Apart from these closely related works, which treat the reconstruction of sparse vectors, another line of research deals with factorization/reconstruction of matrixvalued signals via overparametrization. The corresponding results are of a similar flavor and show an implicit lowrank bias of gradient flow/descent when minimizing factorized square losses [1, 2, 5, 8, 9, 10, 11, 12, 15, 16, 17, 19, 20]. It is noteworthy that the existing matrix sensing results, e.g., [20], require measurements to guarantee reconstruction of rank matrices via gradient descent, i.e., they share the suboptimal sample complexity of [21, 14]. For comparison, for lowrank matrix reconstruction by conventional methods like nuclearnorm minimization, only measurements are needed. For a more detailed discussion of the literature on matrix factorization/sensing via overparametrization, we refer the reader to [5].
1.3 Outline
Sections 2 and 3 are dedicated to proving Theorem 1.1. Section 2 illustrates the proof strategy in a simplified setting, whereas Section 3 extends the proof to full generality. For the sake of clarity, some of the proof details of Section 3 are postponed to Appendix A. Finally, we present in Section 4 numerical evidence supporting our claims and conclude with a brief summary/outlook on future research directions in Section 5.
1.4 Notation
For , we denote . Boldface lowercase letters like represent vectors with entries , while boldface uppercase letters like represent matrices with entries . For , means that , for all . We use to denote the Hadamard product, i.e., the vectors and have entries and , respectively. We abbreviate . Last but not least, we apply the logarithm entrywise to positive vectors, i.e., with .
2 Positive Case
To show Theorem 1.1, we are going to prove in this section the following simplified version, Theorem 2.1, that treats the model in (4) and is restricted to the positive orthant (recall that gradient flow applied to (4) preserves the entrywise sign of the iterates). In fact, the proof strategy for Theorem 1.1 is then a straightforward adaption of the proof of Theorem 2.1 and will be discussed in Section 3. Note that Theorem 2.1 can be easily adapted to other orthants by changing the signs of the initialization vector.
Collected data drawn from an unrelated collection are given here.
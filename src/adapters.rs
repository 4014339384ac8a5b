//! AuctionAdapter / FeeAdapter — pure-function collaborators consulted for
//! amount adjustment and resolver admission (spec.md §4.8). The core only
//! depends on these traits; concrete pricing/whitelist policy lives outside
//! this crate's scope (§1 "out of scope").

use cosmwasm_std::Addr;
use serde::{Deserialize, Serialize};

use crate::error::ContractError;

#[derive(Clone, Debug, PartialEq, Eq, Serialize, Deserialize, schemars::JsonSchema)]
pub struct AuctionConfig {
    pub start_time: u64,
    pub duration: u64,
    pub initial_rate_bump: u64,
    pub points: Vec<(u64, u64)>,
}

#[derive(Clone, Debug, PartialEq, Eq, Serialize, Deserialize, schemars::JsonSchema)]
pub struct FeeConfig {
    pub resolver_fee: u64,
    pub whitelist_discount_numerator: u64,
}

pub enum AccessVerdict {
    Ok,
    Charge(u64),
}

/// `ceil(n / d)`, per the Glossary's rate-bump formula note.
pub fn ceil_div(n: u128, d: u128) -> u128 {
    (n + d - 1) / d
}

pub trait AuctionAdapter {
    /// Monotonic-ish Dutch decay with gas-price compensation.
    fn rate_bump(&self, config: &AuctionConfig, gas_price_signal: u64, now: u64) -> u64;
}

pub trait FeeAdapter {
    fn validate_resolver_access(
        &self,
        whitelist: &[Addr],
        resolver: &Addr,
        now: u64,
        access_token_balance: u64,
        fee_config: &FeeConfig,
    ) -> Result<AccessVerdict, ContractError>;
}

/// `amount_making = floor(order_making * taking / (order_taking * rate_bump_base) ...)`
/// Rather than encode one specific auction curve's arithmetic (that curve
/// belongs to the external pricing module), this engine exposes the two
/// rounding directions the spec names: making floors, taking ceils.
pub fn adjusted_making(order_making: u128, order_taking: u128, taking: u128, rate_bump: u64) -> u128 {
    let base = 10_000u128;
    let adjusted_taking = taking * base / (base + rate_bump as u128);
    (order_making * adjusted_taking) / order_taking
}

pub fn adjusted_taking(order_making: u128, order_taking: u128, making: u128, rate_bump: u64) -> u128 {
    let base = 10_000u128;
    let raw = ceil_div(order_taking * making, order_making);
    ceil_div(raw * (base + rate_bump as u128), base)
}

/// Reference linear-decay implementation, grounded in the piecewise-linear
/// auction curves the retrieval pack's Stellar/NEAR siblings implement
/// recursively; this one folds iteratively (either form is acceptable per
/// spec.md §9 "Recursive helpers").
pub struct LinearDecayAuctionAdapter;

impl AuctionAdapter for LinearDecayAuctionAdapter {
    fn rate_bump(&self, config: &AuctionConfig, gas_price_signal: u64, now: u64) -> u64 {
        if now <= config.start_time {
            return config.initial_rate_bump + gas_price_signal;
        }
        let elapsed = now - config.start_time;
        if elapsed >= config.duration {
            return gas_price_signal;
        }
        let mut bump = config.initial_rate_bump;
        for (point_time, point_bump) in &config.points {
            if elapsed >= *point_time {
                bump = *point_bump;
            } else {
                break;
            }
        }
        bump + gas_price_signal
    }
}

/// Reference whitelist/access-token admission check.
pub struct ThresholdFeeAdapter {
    pub access_token_threshold: u64,
}

impl FeeAdapter for ThresholdFeeAdapter {
    fn validate_resolver_access(
        &self,
        whitelist: &[Addr],
        resolver: &Addr,
        _now: u64,
        access_token_balance: u64,
        fee_config: &FeeConfig,
    ) -> Result<AccessVerdict, ContractError> {
        if whitelist.iter().any(|w| w == resolver) {
            return Ok(AccessVerdict::Ok);
        }
        if access_token_balance >= self.access_token_threshold {
            return Ok(AccessVerdict::Ok);
        }
        if fee_config.resolver_fee > 0 {
            return Ok(AccessVerdict::Charge(fee_config.resolver_fee));
        }
        Err(ContractError::Unauthorized {
            reason: "resolver not whitelisted and lacks access token balance".into(),
        })
    }
}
Theorem 2.1 (Equivalence to minimization, positive case).
Let , and . Define the overparameterized loss function as
(9) 
where . Let follow the flow with for any . Suppose the set of strictly positive solutions is nonempty. Then the limit exists and lies in . Moreover, its norm is away from the minimum, i.e.
for any if defined as in Theorem 1.1 with .
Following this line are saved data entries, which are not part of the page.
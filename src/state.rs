//! Data model: Immutables (content-addressed escrow parameters),
//! EscrowRecord (the custody container's persisted state), and the
//! process-wide FactoryState singleton (spec.md §3).

use cosmwasm_schema::cw_serde;
use cosmwasm_std::Addr;
use cw_storage_plus::{Item, Map};

use crate::primitives::{Hash32, Role, TokenId};
use crate::timelocks::Timelocks;

/// Frozen per-escrow parameter set. Content-hash (`address::immutables_hash`)
/// determines the escrow address; any mismatch between stored and
/// caller-supplied Immutables fails every state transition.
#[cw_serde]
pub struct Immutables {
    pub order_hash: Hash32,
    pub hashlock: Hash32,
    pub maker: Addr,
    pub taker: Addr,
    pub token_id: TokenId,
    pub amount: u64,
    pub safety_deposit: u64,
    pub timelocks: Timelocks,
}

impl Immutables {
    /// Length-prefixed canonical encoding used for content hashing
    /// (spec.md §6): fixed-width fields are concatenated directly,
    /// variable-width fields (addresses, token id) are prefixed with a
    /// little-endian u32 length so the encoding is unambiguous.
    pub fn canonical_encoding(&self) -> Vec<u8> {
        let mut out = Vec::new();
        out.extend_from_slice(self.order_hash.as_bytes());
        out.extend_from_slice(self.hashlock.as_bytes());
        push_length_prefixed(&mut out, self.maker.as_str().as_bytes());
        push_length_prefixed(&mut out, self.taker.as_str().as_bytes());
        push_length_prefixed(&mut out, self.token_id.as_bytes());
        out.extend_from_slice(&self.amount.to_le_bytes());
        out.extend_from_slice(&self.safety_deposit.to_le_bytes());
        out.extend_from_slice(&self.timelocks.to_bytes());
        out
    }
}

fn push_length_prefixed(out: &mut Vec<u8>, bytes: &[u8]) {
    out.extend_from_slice(&(bytes.len() as u32).to_le_bytes());
    out.extend_from_slice(bytes);
}

/// Cross-chain complement carried alongside a Source escrow so observers
/// can reconstruct the matching Destination escrow's parameters.
#[cw_serde]
pub struct DstImmutablesComplement {
    pub maker_on_dst: Addr,
    pub amount: u64,
    pub token_id: TokenId,
    pub safety_deposit: u64,
    pub dst_chain_id: String,
}

#[cw_serde]
pub enum EscrowLifecycle {
    Active,
    Withdrawn { secret_hex: String },
    Cancelled,
}

/// The custody container: immutable parameters plus the mutable lifecycle
/// and balances. Balances are drained to zero on the terminal transition;
/// no partial balances are ever surfaced (spec.md §4.5).
#[cw_serde]
pub struct EscrowRecord {
    pub role: Role,
    pub immutables: Immutables,
    pub dst_complement: Option<DstImmutablesComplement>,
    pub state: EscrowLifecycle,
    pub principal_balance: u64,
    pub deposit_balance: u64,
    pub created_at: u64,
}

impl EscrowRecord {
    pub fn is_active(&self) -> bool {
        matches!(self.state, EscrowLifecycle::Active)
    }
}

/// Per-factory-identity configuration, set once at `initialize`.
#[cw_serde]
pub struct FactoryState {
    pub owner: Addr,
    pub factory_id: String,
    pub src_rescue_delay: u64,
    pub dst_rescue_delay: u64,
    pub fee_bank: Addr,
    pub access_token: Addr,
    pub access_token_threshold: u64,
    pub resolver_fee: u64,
    pub whitelist_discount_numerator: u64,
    pub num_src_created: u64,
    pub num_dst_created: u64,
}

#[cw_serde]
pub enum CreationStatus {
    Pending,
    Created,
    Cancelled,
}

/// Bookkeeping row recorded before an escrow is materialized, keyed by
/// `(order_hash, hashlock)`. Not itself a spec.md module, but a natural
/// home for `pre_interaction`'s advisory event and for idempotent replay
/// protection on `post_interaction`.
#[cw_serde]
pub struct EscrowCreationRequest {
    pub order_hash: Hash32,
    pub hashlock: Hash32,
    pub status: CreationStatus,
    pub escrow_address: Option<Hash32>,
    pub created_at: u64,
}

pub const FACTORY_STATE: Item<FactoryState> = Item::new("factory_state");

/// Keyed by the hex-encoded derived escrow address.
pub const ESCROWS: Map<String, EscrowRecord> = Map::new("escrows");

/// Secondary index: order_hash (hex) -> derived escrow address (hex), for
/// the source escrow created on behalf of that order.
pub const ESCROW_BY_ORDER_HASH: Map<String, String> = Map::new("escrow_by_order_hash");

pub const CREATION_REQUESTS: Map<(String, String), EscrowCreationRequest> =
    Map::new("creation_requests");

pub fn creation_request_key(order_hash: &Hash32, hashlock: &Hash32) -> (String, String) {
    (order_hash.to_hex(), hashlock.to_hex())
}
2.1 Reduced Factorized Loss
To analyze the dynamics , we first derive a compact expression for . We further simplify this expression by assuming identical initialization, and arrive at the Reduced Factorized Loss, which will be used in the proofs later on.
Lemma 2.2 (Gradient).
Let and . Then
(10) 
Proof.
Lemma 2.3 (Identical Initialization).
Suppose follows the negative gradient flow
If all initialization vectors are identical, i.e. for all , then the vectors remain identical for all , i.e. . Moreover, the dynamics will be given by
where and .
Proof.
At first sight, the reduction of the number of parameters in Lemma 2.3 seems counterintuitive to the idea of overparameterization. However, as opposed to the standard loss function , we arrive at a new loss function , which changes the optimization landscape. This new loss promotes an implicit bias to the gradient flow trajectory, which can be useful in various contexts [2, 5, 21, 18]. Motivated by Lemma 2.3, we will thus consider the loss function defined below for the rest of the paper.
Definition 2.4 (Reduced Factorized Loss).
Let , . For and , the reduced factorized loss function is defined as
(11) 
Its derivative is given by .
2.2 Solution Entropy
The lack of convexity in that causes the intended implicit bias also complicates the analysis. In particular, even if converges, might not reach zero. For instance, is a stationary point because , but clearly for any . This means that might converge to a vector that is not in the solution space .
To overcome the difficulty described above, we introduce a useful quantity which we dub the Solution Entropy.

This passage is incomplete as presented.